§ WHAT YOU HAVE TO DO
Within the lines below, find those that hold the string "opcode" and copy each one.

§ PROVIDED DATA
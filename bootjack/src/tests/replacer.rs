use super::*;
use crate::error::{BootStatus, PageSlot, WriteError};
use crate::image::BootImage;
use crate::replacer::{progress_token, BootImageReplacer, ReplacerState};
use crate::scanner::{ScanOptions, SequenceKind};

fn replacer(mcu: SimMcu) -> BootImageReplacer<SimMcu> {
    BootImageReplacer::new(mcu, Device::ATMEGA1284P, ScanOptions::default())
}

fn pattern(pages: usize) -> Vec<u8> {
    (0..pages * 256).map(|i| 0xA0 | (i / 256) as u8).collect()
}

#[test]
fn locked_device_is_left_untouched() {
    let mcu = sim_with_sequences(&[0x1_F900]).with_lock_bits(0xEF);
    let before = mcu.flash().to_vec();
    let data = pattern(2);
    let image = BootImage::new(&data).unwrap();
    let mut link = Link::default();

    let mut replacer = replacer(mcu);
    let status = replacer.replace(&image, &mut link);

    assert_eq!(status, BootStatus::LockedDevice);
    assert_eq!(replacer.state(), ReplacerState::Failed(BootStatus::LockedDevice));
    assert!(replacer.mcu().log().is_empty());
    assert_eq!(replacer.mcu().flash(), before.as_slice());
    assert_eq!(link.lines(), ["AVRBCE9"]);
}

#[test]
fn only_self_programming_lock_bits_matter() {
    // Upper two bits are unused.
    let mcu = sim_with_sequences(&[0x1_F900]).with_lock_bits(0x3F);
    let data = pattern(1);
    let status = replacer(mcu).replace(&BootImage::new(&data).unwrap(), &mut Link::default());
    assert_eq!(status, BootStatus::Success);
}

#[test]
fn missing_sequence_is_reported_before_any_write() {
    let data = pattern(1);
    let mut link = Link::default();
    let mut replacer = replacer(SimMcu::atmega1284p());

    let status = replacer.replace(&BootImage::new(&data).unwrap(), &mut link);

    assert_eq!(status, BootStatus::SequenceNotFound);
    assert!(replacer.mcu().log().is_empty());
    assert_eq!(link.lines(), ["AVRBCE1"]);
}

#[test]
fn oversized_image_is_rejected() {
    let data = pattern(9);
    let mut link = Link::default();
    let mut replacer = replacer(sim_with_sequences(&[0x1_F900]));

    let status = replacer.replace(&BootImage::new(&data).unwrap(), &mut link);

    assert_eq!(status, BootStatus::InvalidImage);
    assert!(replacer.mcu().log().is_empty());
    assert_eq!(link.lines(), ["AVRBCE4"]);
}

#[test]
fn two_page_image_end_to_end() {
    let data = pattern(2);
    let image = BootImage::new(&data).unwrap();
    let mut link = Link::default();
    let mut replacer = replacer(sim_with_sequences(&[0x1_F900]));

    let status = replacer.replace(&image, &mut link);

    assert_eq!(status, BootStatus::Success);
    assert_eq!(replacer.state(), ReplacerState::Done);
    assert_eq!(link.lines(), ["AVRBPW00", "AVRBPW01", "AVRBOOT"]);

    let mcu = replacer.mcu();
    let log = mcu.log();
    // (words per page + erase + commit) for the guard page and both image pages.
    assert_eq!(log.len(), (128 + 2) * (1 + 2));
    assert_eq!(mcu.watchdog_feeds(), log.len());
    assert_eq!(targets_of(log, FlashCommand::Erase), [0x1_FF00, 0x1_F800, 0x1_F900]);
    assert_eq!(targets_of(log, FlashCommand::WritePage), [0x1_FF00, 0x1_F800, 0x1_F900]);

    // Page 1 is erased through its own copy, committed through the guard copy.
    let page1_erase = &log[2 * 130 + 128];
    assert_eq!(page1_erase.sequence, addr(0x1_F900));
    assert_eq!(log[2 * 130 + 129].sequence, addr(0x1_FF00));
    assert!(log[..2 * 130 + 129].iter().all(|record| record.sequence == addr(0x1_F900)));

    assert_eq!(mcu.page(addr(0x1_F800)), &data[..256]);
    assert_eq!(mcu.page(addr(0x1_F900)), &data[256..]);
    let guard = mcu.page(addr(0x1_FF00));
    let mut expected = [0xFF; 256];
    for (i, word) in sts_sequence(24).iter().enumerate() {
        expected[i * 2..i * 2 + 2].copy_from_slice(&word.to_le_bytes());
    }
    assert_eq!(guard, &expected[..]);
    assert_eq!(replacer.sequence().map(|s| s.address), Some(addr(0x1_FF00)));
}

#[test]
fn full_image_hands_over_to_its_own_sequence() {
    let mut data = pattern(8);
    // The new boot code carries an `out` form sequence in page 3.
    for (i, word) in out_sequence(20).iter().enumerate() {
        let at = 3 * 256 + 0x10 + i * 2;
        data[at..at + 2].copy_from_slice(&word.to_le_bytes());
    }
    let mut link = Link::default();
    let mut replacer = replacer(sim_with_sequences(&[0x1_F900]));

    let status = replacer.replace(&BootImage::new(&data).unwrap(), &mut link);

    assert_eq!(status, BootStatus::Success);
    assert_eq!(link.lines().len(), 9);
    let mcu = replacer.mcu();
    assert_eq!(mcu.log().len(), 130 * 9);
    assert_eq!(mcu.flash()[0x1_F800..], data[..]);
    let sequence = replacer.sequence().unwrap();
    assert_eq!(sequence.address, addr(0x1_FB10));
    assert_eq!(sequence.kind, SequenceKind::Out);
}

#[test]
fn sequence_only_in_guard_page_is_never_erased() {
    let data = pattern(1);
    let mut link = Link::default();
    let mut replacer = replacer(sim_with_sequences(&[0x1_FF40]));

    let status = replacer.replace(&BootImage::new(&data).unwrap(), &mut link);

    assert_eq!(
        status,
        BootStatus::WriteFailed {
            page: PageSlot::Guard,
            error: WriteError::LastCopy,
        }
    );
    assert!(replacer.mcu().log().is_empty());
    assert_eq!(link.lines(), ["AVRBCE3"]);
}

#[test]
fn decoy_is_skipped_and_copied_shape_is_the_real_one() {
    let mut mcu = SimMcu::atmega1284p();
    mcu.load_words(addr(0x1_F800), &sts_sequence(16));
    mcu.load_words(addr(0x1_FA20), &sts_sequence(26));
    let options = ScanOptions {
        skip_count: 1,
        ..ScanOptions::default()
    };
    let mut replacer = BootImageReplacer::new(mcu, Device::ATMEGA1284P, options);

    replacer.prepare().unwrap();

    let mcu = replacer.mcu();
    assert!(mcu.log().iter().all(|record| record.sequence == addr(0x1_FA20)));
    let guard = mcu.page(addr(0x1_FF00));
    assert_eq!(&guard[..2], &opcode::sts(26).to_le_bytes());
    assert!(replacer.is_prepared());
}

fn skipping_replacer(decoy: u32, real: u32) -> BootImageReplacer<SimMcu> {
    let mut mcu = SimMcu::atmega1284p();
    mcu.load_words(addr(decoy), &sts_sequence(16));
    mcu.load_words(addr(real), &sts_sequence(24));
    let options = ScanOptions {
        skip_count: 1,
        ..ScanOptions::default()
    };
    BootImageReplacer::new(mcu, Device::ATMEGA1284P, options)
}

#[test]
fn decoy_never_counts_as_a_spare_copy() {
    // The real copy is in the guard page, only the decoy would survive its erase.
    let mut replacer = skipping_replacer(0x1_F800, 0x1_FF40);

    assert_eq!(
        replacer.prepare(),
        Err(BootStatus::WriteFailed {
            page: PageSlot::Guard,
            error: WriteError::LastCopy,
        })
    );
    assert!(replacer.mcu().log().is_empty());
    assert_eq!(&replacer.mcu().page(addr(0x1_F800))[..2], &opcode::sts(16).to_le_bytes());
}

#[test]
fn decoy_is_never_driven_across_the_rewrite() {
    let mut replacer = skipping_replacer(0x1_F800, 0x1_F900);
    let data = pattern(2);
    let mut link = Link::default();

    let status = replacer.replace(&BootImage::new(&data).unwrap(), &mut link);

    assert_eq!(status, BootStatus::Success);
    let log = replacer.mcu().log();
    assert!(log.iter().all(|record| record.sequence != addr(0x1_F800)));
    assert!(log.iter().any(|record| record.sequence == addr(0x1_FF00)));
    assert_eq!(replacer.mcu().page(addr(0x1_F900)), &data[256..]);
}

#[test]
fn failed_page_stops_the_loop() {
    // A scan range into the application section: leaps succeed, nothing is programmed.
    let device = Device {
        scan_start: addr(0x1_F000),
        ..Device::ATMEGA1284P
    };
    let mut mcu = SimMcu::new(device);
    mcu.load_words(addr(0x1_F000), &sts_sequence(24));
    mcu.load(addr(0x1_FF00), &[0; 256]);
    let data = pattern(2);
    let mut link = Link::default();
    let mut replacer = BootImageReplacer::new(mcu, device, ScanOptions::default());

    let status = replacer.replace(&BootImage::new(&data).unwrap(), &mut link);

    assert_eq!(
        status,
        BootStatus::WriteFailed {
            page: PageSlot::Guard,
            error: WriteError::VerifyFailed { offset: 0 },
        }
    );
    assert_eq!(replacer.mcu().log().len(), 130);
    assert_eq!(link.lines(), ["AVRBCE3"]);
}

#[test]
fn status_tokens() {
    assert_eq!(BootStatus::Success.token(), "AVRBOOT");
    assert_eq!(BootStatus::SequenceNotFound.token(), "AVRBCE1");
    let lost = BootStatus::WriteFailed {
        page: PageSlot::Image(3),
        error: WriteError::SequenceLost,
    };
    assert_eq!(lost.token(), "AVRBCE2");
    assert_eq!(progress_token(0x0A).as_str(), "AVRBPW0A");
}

§ YOUR RESPONSE
    assert_eq!(&guard[..2], &opcode::sts(26).to_le_bytes());
    assert_eq!(&replacer.mcu().page(addr(0x1_F800))[..2], &opcode::sts(16).to_le_bytes());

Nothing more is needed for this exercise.